En arrivant à la caverne, Ayla se dirigea droit vers le foyer de Creb et s’assit sur sa fourrure, le regard perdu dans le vague. Iza lui proposa de manger un peu, mais elle refusa d’un signe de tête. Uba, qui ne comprenait pas très bien ce qui troublait sa grande amie, qu’elle adorait par-dessus tout, se glissa gentiment sur ses genoux. Ayla serra contre elle la petite fille en la berçant tendrement, jusqu’à ce qu’elle s’endorme. Peu après, Iza coucha Uba et s’allongea à son tour. Mais, le cœur gros en pensant à l’étrangère qu’elle appelait sa fille et qui fixait d’un air absent les dernières braises du foyer, elle ne put trouver le sommeil.
L’aube pointa, claire et froide. Une mince couche de glace recouvrait la petite mare près de la caverne. L’hiver ne tarderait pas à confiner le clan dans la grotte.
A son lever, Iza trouva Ayla toujours assise au même endroit. La fillette était silencieuse, perdue dans son monde, figée dans l’attente de son sort. Pour la deuxième nuit consécutive, Creb n’avait pas regagné le foyer. Il ne quitterait pas son sanctuaire avant le matin. Quand les hommes furent partis, Iza apporta une infusion à Ayla, qui resta muette devant ses questions et refusa de boire. On dirait qu’elle est déjà morte, songea-t-elle, la gorge serrée par le chagrin.
Brun conduisit ses hommes à l’abri d’un gros rocher au pied duquel il fit allumer un feu. Il ne tenait pas à ce que le froid les fît se prononcer trop hâtivement, et il voulait sonder les sentiments et connaître le point de vue de chacun. Lorsqu’il commença, ce fut avec une grande solennité. Il s’adressa d’abord aux esprits puis précisa aux hommes qu’il s’agissait là d’une réunion extraordinaire.
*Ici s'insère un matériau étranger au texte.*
use std::sync::Arc;

use tokio::sync::watch;

use super::status::{DownloadSnapshot, DownloadStatus};

/// Shared handle to a job's snapshot channel.
#[derive(Clone)]
pub(crate) struct Publisher {
    tx: Arc<watch::Sender<DownloadSnapshot>>,
}

impl Publisher {
    pub(crate) fn new(initial: DownloadSnapshot) -> Self {
        let (tx, _rx) = watch::channel(initial);
        Publisher { tx: Arc::new(tx) }
    }

    pub(crate) fn subscribe(&self) -> watch::Receiver<DownloadSnapshot> {
        self.tx.subscribe()
    }

    pub(crate) fn snapshot(&self) -> DownloadSnapshot {
        self.tx.borrow().clone()
    }

    pub(crate) fn update(&self, f: impl FnOnce(&mut DownloadSnapshot)) {
        self.tx.send_modify(f);
    }

    /// Record transfer progress. Never moves backwards for the same total; watchers
    /// are only woken when the displayed percentage changes.
    pub(crate) fn progress(&self, read: u64, total: u64) {
        self.tx.send_if_modified(|s| {
            if total == s.total_bytes && read < s.bytes_read {
                return false;
            }
            let before = s.progress;
            s.set_bytes(read, total);
            if s.status == Some(DownloadStatus::Downloading) {
                s.set_status(s.status);
            }
            s.progress != before
        });
    }

    /// Replace the status message without touching anything else.
    pub(crate) fn message(&self, text: &str) {
        self.tx.send_modify(|s| s.message = text.to_string());
    }
}

#[cfg(test)]
mod tests {
    use super::*;

    #[test]
    fn progress_is_monotonic_and_coalesced() {
        let mut snap = DownloadSnapshot::idle("pack");
        snap.set_status(Some(DownloadStatus::Downloading));
        let p = Publisher::new(snap);
        let mut rx = p.subscribe();

        p.progress(500, 1000);
        assert!(rx.has_changed().unwrap());
        assert_eq!(rx.borrow_and_update().message, "Downloading 50%");

        p.progress(501, 1000);
        assert!(!rx.has_changed().unwrap());
        assert_eq!(p.snapshot().bytes_read, 501);

        p.progress(100, 1000);
        assert_eq!(p.snapshot().bytes_read, 501);
    }
}
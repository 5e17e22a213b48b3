//! Observable download status: what the UI (or the CLI) renders.

use serde::Serialize;

pub use crate::state_db::DownloadStatus;
use crate::state_db::JobStateRecord;

/// Completion percentage, or indeterminate while the total size is unknown.
#[derive(Debug, Clone, Copy, PartialEq, Eq, Serialize)]
#[serde(untagged)]
pub enum Progress {
    Indeterminate,
    Percent(u8),
}

impl Progress {
    pub fn from_bytes(read: u64, total: u64) -> Self {
        if total == 0 {
            return Progress::Indeterminate;
        }
        let pct = (u128::from(read.min(total)) * 100 / u128::from(total)) as u8;
        Progress::Percent(pct)
    }

    pub fn percent(self) -> Option<u8> {
        match self {
            Progress::Indeterminate => None,
            Progress::Percent(p) => Some(p),
        }
    }
}

/// Point-in-time view of one job. Derived from the run and the store, never persisted.
#[derive(Debug, Clone, PartialEq, Eq, Serialize)]
pub struct DownloadSnapshot {
    pub job: String,
    /// `None` until the job has been started once.
    pub status: Option<DownloadStatus>,
    pub progress: Progress,
    pub bytes_read: u64,
    pub total_bytes: u64,
    pub message: String,
    pub error_message: Option<String>,
    pub download_url: Option<String>,
    pub output_file_name: Option<String>,
    /// The user closed the progress view (the run may still be going).
    pub dismissed: bool,
    /// COMPLETED and the completion has not been acknowledged yet.
    pub completion_notice_pending: bool,
}

impl DownloadSnapshot {
    pub fn idle(job: &str) -> Self {
        DownloadSnapshot {
            job: job.to_string(),
            status: None,
            progress: Progress::Percent(0),
            bytes_read: 0,
            total_bytes: 0,
            message: status_message(None, Progress::Percent(0)),
            error_message: None,
            download_url: None,
            output_file_name: None,
            dismissed: false,
            completion_notice_pending: false,
        }
    }

    /// Snapshot of what the store says, taken as-is.
    pub fn from_record(job: &str, rec: &JobStateRecord) -> Self {
        let mut snap = DownloadSnapshot::idle(job);
        snap.set_bytes(rec.bytes_read, rec.total_bytes);
        if rec.status == Some(DownloadStatus::Completed) {
            snap.set_bytes(rec.total_bytes, rec.total_bytes);
            snap.progress = Progress::Percent(100);
            snap.completion_notice_pending = !rec.completion_shown;
        }
        if rec.status == Some(DownloadStatus::Failed) {
            snap.error_message = rec.last_error.clone();
        }
        snap.set_status(rec.status);
        snap
    }

    pub fn set_bytes(&mut self, read: u64, total: u64) {
        self.bytes_read = read;
        self.total_bytes = total;
        self.progress = Progress::from_bytes(read, total);
    }

    /// Change status and refresh the message to match.
    pub fn set_status(&mut self, status: Option<DownloadStatus>) {
        self.status = status;
        self.message = status_message(status, self.progress);
    }

    pub fn is_downloading(&self) -> bool {
        self.status == Some(DownloadStatus::Downloading)
    }
}

/// Short human-readable text for a status.
pub fn status_message(status: Option<DownloadStatus>, progress: Progress) -> String {
    match (status, progress) {
        (None, _) => "Ready to download".to_string(),
        (Some(DownloadStatus::Downloading), Progress::Percent(p)) => format!("Downloading {}%", p),
        (Some(DownloadStatus::Downloading), Progress::Indeterminate) => {
            "Downloading (size unknown)".to_string()
        }
        (Some(DownloadStatus::Paused), Progress::Percent(p)) => format!("Paused at {}%", p),
        (Some(DownloadStatus::Paused), Progress::Indeterminate) => "Paused".to_string(),
        (Some(DownloadStatus::Completed), _) => "Download and install complete".to_string(),
        (Some(DownloadStatus::Failed), _) => "Download failed".to_string(),
        (Some(DownloadStatus::Cancelled), _) => "Download cancelled".to_string(),
    }
}
//! Durable per-job state (SQLite via sqlx).
//!
//! Keyed by job name: pause-requested flag, bytes-read checkpoint, cached
//! total size, completion-shown flag, and the last lifecycle status so a
//! restarted process can tell a paused run from a failed one.

mod db;
mod ops;
mod types;

pub use db::StateDb;
pub use types::{DownloadStatus, JobStateRecord};

#[cfg(test)]
pub(crate) use db::open_memory;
— Une fille de notre clan, Ayla, s’est servie d’une fronde pour tuer la hyène qui emportait Brac. Elle a utilisé cette arme pendant trois ans. C’est une femelle ; et nos lois exigent le châtiment de toute femme ayant touché à une arme. Le châtiment suprême. Quelqu’un a-t-il quelque chose à dire ?
— Droog demande la parole, Brun.
— Droog a mon autorisation.
— Lorsque la guérisseuse a découvert cette fille, nous errions à la recherche d’une nouvelle caverne, car les esprits, mécontents de nous, avaient envoyé un tremblement de terre pour détruire notre ancienne demeure. Mais peut-être, après tout, n’étaient-ils pas si mécontents et voulaient-ils que nous découvrions l’enfant. Elle est aussi étrange et surprenante que les signes de nos totems. Depuis son arrivée parmi nous, la chance nous a toujours souri. Je suis persuadé que son totem nous est favorable. Si elle n’était pas différente de nous, si, par exemple, elle n’aimait pas autant se baigner dans la mer, elle n’aurait jamais pu sauver Ona de la noyade. Et, bien qu’Ona ne soit qu’une fille, je l’aime et je suis heureux qu’elle ne nous ait pas quittés pour le monde des esprits.
« Nous ne savons pas grand-chose des Autres. J’ignore ce qui l’a poussée à chasser, mais si elle n’avait pas su tirer à la fronde, Brac serait mort, lui aussi, et je préfère ne pas songer de quelle horrible façon. Qu’un chasseur tombe sous la griffe et la dent d’un carnassier, c’est dans l’ordre des choses, mais Brac n’est qu’un bébé...
« Sans compter ton affliction, Brun, et la tienne, Broud, le clan entier aurait eu à déplorer sa perte. Certes, nous ne serions pas ici à décider du sort de celle qui lui a sauvé la vie, mais nous aurions perdu un futur chef. Je pense qu’elle mérite une punition, mais comment pourrions-nous la condamner au châtiment suprême ? J’ai dit tout ce que j’avais à dire.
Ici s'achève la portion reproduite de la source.